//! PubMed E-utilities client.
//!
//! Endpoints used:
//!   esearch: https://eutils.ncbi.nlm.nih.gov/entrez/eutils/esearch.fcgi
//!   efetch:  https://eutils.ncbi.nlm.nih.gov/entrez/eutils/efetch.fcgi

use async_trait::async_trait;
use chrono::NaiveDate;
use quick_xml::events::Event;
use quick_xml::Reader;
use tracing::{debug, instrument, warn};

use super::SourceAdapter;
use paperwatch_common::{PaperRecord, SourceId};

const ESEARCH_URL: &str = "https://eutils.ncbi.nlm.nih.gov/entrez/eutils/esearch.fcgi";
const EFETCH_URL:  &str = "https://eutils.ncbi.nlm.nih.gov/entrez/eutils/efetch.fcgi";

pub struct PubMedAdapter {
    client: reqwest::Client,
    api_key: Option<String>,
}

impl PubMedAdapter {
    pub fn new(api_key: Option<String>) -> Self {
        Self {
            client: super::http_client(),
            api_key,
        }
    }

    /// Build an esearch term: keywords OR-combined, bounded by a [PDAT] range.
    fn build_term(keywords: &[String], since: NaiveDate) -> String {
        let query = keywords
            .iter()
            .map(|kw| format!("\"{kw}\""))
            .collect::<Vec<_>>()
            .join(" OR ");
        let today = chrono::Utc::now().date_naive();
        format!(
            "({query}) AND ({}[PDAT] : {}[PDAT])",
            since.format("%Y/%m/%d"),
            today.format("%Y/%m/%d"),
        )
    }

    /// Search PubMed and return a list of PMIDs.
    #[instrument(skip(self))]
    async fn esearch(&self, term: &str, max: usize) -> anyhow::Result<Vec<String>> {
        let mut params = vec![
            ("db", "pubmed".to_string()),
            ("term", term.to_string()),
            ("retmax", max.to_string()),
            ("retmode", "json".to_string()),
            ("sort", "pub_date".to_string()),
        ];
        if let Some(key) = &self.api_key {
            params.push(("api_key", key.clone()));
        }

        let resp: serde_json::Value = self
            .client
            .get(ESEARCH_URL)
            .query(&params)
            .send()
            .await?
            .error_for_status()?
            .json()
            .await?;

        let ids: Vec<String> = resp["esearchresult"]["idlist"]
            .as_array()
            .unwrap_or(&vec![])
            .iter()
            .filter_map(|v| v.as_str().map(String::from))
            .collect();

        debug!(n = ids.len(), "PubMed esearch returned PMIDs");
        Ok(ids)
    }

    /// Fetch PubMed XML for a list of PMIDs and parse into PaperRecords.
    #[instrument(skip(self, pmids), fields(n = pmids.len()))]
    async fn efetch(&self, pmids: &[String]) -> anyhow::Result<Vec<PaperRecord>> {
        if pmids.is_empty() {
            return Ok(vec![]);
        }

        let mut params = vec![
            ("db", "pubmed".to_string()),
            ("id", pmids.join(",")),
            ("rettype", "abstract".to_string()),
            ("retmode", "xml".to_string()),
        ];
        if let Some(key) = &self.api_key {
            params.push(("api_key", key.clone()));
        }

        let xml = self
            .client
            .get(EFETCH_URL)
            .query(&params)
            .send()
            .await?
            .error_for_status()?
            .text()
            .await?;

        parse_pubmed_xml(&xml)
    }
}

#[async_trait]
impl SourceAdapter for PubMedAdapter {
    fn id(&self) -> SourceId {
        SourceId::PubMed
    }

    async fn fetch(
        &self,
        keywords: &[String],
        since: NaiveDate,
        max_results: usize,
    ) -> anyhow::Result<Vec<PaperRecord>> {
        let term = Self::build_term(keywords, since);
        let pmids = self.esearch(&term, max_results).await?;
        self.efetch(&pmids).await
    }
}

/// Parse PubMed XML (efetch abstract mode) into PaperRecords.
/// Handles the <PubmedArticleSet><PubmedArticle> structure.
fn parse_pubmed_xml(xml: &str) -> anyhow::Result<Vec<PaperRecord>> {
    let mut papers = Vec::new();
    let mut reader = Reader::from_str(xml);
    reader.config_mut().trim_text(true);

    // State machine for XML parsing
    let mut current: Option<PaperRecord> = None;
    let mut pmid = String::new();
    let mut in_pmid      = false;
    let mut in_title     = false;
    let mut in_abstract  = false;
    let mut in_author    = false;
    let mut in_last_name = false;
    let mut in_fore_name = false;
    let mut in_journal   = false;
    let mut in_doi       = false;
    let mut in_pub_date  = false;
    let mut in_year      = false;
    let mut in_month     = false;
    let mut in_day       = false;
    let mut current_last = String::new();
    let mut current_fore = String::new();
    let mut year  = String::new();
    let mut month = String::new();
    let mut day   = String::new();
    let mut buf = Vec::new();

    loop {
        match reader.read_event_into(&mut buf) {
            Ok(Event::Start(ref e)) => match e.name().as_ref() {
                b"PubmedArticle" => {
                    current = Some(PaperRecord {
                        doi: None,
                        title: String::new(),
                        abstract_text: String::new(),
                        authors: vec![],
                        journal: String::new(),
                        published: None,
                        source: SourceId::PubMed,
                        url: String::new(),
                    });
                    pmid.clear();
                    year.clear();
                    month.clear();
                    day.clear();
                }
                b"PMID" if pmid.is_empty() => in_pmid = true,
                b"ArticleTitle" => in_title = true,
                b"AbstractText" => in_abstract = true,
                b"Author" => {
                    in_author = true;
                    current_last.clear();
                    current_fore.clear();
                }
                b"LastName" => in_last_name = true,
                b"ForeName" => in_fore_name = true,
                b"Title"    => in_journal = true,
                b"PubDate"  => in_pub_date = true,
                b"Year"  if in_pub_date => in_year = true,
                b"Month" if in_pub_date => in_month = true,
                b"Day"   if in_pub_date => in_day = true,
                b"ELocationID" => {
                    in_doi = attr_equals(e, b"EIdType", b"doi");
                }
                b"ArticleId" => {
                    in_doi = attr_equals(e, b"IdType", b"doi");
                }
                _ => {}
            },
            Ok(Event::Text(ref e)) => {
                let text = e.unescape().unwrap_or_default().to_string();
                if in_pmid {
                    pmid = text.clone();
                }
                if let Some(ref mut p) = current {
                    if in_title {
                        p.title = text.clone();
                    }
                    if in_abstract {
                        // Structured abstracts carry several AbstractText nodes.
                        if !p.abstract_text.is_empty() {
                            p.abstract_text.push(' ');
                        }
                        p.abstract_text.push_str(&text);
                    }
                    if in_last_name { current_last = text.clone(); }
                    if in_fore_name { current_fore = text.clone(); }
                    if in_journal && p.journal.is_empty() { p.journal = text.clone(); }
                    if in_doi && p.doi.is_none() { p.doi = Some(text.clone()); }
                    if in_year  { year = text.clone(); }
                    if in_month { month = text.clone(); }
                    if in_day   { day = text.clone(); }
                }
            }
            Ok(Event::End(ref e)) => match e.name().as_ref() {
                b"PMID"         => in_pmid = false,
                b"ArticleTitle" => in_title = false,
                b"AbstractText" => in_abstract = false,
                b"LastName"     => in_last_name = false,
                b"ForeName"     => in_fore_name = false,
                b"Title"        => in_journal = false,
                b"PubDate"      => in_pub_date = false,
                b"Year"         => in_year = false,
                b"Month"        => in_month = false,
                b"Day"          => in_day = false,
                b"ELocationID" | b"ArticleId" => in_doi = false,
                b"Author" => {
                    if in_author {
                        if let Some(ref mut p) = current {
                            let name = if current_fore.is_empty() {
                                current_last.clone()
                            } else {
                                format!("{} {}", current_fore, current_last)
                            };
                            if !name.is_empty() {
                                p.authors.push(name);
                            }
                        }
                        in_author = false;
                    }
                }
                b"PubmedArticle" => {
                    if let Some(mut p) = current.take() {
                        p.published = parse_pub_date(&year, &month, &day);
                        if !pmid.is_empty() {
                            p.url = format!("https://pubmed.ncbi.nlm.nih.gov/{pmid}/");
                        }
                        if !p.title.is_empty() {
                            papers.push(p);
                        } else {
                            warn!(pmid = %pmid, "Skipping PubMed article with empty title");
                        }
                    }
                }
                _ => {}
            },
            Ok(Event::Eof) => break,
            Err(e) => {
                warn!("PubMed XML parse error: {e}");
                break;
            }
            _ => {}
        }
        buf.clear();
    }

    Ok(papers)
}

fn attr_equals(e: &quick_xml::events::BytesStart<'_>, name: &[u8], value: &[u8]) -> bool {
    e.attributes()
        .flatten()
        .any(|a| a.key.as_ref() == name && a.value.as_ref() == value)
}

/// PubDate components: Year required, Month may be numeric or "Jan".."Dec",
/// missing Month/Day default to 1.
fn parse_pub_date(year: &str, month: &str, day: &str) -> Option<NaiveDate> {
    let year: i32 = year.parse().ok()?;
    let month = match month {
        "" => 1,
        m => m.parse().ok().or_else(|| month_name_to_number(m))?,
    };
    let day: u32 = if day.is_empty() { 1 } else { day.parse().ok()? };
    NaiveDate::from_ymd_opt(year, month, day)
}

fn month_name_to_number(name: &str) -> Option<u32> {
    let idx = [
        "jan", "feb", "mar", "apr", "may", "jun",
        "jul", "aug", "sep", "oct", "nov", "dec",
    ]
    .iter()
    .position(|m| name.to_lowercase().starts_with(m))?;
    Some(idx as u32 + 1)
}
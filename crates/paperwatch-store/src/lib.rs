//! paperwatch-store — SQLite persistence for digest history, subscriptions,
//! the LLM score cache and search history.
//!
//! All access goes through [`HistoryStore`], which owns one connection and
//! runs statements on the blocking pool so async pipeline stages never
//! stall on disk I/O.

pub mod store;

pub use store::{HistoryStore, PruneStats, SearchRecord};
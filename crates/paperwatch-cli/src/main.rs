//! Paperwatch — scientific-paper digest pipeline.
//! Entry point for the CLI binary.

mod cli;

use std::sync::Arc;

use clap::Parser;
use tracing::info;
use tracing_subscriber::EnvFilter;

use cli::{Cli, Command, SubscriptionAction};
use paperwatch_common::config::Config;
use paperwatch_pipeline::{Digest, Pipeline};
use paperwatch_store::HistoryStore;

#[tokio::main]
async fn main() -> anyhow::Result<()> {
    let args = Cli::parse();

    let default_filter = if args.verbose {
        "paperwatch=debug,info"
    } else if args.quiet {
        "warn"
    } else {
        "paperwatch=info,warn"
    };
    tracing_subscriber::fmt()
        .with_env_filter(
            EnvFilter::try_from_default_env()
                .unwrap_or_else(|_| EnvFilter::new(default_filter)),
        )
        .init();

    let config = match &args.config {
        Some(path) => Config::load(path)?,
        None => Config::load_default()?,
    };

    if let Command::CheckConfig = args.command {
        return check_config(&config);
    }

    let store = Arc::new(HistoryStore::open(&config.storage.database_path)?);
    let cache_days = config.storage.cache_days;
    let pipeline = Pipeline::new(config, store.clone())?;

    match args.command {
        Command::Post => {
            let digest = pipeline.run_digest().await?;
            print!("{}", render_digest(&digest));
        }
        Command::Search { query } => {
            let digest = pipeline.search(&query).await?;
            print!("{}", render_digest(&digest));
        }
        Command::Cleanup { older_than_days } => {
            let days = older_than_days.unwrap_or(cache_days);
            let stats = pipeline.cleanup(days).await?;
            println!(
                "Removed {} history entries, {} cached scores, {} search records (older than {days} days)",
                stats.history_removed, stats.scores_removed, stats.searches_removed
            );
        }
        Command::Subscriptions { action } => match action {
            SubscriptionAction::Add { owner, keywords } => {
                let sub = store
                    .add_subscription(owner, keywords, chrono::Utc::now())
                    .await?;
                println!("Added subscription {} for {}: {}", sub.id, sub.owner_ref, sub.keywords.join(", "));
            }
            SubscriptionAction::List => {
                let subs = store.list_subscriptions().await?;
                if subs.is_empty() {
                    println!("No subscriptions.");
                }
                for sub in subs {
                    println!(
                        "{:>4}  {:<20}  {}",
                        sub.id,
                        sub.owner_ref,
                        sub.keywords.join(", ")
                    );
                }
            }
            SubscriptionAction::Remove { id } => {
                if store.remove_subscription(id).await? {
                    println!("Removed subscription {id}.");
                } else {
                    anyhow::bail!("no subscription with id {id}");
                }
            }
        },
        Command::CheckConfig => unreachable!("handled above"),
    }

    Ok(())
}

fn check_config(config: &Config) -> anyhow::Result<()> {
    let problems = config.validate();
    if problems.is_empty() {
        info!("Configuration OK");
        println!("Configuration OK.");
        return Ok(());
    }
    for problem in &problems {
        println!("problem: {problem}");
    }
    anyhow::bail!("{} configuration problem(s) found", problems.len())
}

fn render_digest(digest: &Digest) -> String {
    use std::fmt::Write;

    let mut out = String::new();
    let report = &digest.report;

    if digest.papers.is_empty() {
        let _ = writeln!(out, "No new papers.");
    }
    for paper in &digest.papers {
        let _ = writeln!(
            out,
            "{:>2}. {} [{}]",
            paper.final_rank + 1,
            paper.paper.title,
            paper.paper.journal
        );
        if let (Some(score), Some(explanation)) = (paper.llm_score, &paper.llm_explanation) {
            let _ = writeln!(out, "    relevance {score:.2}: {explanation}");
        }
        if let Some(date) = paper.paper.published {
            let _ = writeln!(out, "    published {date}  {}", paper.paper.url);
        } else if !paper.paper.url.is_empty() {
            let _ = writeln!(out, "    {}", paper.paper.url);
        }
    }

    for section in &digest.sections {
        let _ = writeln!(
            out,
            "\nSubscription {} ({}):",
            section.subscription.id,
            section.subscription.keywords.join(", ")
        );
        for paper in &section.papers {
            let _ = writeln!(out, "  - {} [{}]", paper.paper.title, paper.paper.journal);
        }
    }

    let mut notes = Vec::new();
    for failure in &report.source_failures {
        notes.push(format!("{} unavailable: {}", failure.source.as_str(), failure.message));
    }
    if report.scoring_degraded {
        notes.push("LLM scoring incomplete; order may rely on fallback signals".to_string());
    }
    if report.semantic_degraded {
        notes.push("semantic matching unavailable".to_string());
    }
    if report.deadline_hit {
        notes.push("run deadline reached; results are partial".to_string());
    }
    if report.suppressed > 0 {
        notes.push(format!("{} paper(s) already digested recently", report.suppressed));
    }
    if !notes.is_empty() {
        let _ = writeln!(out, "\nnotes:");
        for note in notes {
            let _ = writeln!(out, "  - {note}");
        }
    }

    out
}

> _WHAT THIS TASK INVOLVES_:
Display each line of the data where "keywords" occurs.

> _OUTPUT OF THE TASK_:
    /// Build an esearch term: keywords OR-combined, bounded by a [PDAT] range.
    fn build_term(keywords: &[String], since: NaiveDate) -> String {
        let query = keywords
        keywords: &[String],
        let term = Self::build_term(keywords, since);
            SubscriptionAction::Add { owner, keywords } => {
                    .add_subscription(owner, keywords, chrono::Utc::now())
                println!("Added subscription {} for {}: {}", sub.id, sub.owner_ref, sub.keywords.join(", "));
                        sub.keywords.join(", ")
            section.subscription.keywords.join(", ")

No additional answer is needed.